* **Task**:
When you have gone through the records below, state only how many lines include the word "points".

(Stored data entries)
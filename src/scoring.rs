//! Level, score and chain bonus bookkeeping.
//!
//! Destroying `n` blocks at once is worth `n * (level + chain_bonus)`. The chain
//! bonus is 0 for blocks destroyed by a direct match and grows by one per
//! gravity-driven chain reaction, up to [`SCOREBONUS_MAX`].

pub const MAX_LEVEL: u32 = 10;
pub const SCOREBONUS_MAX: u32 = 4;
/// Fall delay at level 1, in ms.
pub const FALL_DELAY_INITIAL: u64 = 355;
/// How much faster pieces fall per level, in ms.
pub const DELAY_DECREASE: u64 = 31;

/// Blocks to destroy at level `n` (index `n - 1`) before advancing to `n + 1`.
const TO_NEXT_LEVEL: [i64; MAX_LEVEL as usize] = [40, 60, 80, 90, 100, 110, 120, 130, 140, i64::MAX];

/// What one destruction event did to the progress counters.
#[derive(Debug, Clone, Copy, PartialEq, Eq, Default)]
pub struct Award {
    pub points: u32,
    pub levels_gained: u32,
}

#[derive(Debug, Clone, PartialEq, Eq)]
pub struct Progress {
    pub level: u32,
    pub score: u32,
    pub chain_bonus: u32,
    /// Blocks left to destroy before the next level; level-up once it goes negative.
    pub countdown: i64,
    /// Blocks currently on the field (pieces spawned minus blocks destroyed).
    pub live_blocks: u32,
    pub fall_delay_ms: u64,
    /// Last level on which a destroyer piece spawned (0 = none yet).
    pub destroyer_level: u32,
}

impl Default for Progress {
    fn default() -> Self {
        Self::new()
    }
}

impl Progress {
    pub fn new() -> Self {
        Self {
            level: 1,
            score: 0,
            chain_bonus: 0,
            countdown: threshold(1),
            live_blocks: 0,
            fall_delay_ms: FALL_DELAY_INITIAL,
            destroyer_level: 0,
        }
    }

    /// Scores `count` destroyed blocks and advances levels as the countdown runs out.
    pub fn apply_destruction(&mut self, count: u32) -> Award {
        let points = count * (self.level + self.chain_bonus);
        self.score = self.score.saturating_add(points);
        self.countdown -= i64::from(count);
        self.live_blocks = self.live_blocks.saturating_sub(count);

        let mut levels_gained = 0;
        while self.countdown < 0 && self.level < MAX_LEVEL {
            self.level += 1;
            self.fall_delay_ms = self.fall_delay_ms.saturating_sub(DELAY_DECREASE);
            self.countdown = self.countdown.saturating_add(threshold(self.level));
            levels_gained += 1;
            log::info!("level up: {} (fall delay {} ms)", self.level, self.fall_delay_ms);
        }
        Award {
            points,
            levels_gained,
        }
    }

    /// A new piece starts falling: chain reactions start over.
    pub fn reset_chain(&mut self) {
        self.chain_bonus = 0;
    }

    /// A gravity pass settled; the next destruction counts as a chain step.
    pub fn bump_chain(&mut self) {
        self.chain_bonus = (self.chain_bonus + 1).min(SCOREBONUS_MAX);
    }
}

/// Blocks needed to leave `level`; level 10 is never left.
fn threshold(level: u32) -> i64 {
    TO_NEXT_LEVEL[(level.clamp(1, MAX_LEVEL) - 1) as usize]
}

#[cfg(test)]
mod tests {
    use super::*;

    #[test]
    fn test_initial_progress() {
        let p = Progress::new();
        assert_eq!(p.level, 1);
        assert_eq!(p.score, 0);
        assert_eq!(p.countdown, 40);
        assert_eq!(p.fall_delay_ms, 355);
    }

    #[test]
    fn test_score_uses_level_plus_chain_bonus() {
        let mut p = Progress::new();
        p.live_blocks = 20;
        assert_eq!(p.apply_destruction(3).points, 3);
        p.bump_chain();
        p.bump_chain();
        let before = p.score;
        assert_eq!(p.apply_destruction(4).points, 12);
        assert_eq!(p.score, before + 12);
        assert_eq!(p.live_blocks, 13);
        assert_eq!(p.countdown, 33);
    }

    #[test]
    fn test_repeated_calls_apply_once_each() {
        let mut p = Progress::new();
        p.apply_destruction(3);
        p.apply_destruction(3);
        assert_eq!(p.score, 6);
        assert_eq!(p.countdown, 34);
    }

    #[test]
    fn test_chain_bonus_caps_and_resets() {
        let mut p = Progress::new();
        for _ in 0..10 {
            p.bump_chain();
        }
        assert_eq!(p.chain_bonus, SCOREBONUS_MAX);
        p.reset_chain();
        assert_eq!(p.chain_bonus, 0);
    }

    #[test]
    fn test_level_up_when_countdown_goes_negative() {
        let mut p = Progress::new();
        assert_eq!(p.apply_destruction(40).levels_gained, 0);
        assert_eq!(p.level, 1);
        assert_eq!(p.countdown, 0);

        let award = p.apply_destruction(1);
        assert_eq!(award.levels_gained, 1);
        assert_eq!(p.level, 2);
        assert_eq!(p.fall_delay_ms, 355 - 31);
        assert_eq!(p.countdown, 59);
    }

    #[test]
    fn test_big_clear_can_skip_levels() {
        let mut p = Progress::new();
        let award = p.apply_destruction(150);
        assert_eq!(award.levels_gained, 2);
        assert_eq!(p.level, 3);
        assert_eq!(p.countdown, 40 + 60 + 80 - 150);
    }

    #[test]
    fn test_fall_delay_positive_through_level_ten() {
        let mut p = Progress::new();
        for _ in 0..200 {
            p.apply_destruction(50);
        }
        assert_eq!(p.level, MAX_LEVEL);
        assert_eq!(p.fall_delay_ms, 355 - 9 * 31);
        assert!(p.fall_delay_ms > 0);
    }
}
==
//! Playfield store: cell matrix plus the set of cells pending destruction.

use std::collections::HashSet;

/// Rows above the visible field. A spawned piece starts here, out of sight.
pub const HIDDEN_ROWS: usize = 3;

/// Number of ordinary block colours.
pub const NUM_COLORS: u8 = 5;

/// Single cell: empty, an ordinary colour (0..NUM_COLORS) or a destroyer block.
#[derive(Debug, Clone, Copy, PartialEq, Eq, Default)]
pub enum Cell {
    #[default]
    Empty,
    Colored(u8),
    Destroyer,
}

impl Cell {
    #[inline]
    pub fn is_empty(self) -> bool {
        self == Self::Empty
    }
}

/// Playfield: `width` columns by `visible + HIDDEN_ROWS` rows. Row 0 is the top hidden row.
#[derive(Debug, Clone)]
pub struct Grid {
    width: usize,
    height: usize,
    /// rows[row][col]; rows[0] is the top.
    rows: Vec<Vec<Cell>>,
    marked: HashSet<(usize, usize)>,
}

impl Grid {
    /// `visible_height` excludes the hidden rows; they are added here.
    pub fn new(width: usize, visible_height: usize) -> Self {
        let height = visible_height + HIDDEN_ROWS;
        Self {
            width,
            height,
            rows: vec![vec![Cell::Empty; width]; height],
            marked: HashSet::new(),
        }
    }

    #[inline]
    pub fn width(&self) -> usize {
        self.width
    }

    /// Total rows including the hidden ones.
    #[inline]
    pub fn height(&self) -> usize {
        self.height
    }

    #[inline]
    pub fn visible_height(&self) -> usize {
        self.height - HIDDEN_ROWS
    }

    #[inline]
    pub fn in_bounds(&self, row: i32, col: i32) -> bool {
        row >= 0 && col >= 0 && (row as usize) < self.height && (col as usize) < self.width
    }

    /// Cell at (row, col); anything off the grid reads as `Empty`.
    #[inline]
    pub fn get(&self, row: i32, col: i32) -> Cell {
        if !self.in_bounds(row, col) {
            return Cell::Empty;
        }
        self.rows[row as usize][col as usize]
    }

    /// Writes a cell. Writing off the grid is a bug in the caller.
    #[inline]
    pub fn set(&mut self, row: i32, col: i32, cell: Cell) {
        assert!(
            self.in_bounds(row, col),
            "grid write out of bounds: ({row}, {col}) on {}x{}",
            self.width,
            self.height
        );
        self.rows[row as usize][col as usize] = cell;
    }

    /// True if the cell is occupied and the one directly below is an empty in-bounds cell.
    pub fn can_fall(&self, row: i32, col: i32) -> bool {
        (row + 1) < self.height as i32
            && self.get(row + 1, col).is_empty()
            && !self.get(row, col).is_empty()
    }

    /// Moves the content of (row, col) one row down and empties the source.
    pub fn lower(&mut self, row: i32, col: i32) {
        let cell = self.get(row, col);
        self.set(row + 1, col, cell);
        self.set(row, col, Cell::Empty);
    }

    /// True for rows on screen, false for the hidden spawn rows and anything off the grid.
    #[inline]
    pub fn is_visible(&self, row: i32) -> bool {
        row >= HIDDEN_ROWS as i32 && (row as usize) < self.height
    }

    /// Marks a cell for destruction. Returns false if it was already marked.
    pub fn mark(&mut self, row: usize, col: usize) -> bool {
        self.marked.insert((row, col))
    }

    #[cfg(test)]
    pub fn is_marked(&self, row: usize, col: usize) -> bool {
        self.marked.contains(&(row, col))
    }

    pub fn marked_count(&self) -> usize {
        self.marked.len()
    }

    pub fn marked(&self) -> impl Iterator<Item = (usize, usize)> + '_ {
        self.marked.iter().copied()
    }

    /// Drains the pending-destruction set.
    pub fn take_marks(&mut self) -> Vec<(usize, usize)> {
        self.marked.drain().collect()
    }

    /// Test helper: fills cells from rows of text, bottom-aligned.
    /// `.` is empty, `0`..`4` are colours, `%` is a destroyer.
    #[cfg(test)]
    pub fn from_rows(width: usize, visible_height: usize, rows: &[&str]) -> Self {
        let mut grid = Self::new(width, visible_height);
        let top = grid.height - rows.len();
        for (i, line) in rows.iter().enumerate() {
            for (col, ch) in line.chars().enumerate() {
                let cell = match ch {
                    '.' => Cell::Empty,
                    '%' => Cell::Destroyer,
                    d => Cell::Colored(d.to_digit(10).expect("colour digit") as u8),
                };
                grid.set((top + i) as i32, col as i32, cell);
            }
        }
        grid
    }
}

* **Reply to the exercise**:
6